== SOURCE DATA
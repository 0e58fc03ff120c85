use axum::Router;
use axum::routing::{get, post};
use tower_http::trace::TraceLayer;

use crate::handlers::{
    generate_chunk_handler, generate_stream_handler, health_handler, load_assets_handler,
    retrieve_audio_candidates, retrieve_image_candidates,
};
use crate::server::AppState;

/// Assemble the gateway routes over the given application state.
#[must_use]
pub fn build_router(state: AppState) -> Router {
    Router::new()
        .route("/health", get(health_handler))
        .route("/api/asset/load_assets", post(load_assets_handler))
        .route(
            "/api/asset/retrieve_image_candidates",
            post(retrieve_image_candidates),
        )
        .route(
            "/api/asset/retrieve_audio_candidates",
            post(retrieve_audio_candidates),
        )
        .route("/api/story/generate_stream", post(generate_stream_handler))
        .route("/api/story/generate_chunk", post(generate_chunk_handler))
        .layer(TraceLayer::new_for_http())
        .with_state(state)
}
====
== SOURCE DATA
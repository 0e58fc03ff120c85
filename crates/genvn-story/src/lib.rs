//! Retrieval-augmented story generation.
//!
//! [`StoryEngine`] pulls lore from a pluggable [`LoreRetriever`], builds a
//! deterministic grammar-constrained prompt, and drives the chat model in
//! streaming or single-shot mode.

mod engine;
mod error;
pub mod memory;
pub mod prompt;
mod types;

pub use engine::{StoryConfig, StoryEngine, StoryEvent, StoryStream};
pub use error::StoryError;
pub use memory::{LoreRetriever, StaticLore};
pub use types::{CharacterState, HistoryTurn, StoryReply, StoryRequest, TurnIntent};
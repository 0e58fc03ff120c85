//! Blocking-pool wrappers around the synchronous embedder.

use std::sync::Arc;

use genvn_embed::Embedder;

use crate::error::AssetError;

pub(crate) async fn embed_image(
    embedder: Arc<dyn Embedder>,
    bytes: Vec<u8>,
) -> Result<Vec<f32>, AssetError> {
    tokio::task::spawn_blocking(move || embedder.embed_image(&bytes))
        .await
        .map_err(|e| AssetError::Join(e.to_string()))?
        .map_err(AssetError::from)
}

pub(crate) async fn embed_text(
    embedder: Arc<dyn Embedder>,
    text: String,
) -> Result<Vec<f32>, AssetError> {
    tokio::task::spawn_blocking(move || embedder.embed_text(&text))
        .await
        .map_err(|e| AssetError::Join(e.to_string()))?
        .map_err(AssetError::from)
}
====
== SOURCE DATA
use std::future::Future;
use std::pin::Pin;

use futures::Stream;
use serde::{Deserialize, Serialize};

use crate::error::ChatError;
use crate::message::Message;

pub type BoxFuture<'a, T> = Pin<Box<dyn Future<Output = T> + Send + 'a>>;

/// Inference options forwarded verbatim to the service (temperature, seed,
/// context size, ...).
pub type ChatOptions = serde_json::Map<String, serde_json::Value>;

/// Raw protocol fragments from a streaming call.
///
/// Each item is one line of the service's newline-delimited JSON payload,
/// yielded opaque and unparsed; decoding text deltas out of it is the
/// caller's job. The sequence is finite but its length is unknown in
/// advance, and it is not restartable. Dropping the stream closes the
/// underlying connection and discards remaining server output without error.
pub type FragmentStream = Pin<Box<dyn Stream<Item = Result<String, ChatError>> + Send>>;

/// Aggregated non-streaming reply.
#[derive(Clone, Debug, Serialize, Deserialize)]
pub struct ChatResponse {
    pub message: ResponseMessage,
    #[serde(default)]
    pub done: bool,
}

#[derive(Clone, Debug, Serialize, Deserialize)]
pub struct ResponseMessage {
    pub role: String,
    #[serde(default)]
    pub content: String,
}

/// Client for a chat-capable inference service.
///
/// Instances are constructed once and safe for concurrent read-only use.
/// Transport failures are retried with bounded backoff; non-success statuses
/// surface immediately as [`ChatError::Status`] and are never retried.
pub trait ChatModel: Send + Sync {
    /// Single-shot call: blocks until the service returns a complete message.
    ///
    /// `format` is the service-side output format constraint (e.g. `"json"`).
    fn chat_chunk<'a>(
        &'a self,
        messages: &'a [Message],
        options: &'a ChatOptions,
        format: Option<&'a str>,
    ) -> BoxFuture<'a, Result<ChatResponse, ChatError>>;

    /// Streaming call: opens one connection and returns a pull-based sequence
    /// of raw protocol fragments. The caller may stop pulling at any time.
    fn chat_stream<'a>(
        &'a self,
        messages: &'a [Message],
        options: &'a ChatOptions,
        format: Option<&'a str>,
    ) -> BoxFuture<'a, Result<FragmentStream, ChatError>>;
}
====
> **REQUIRED ACTION**
Could you return the lines in the entries above that contain "ResponseMessage"?

> **SOLUTION TO THIS EXERCISE**
    pub message: ResponseMessage,
pub struct ResponseMessage {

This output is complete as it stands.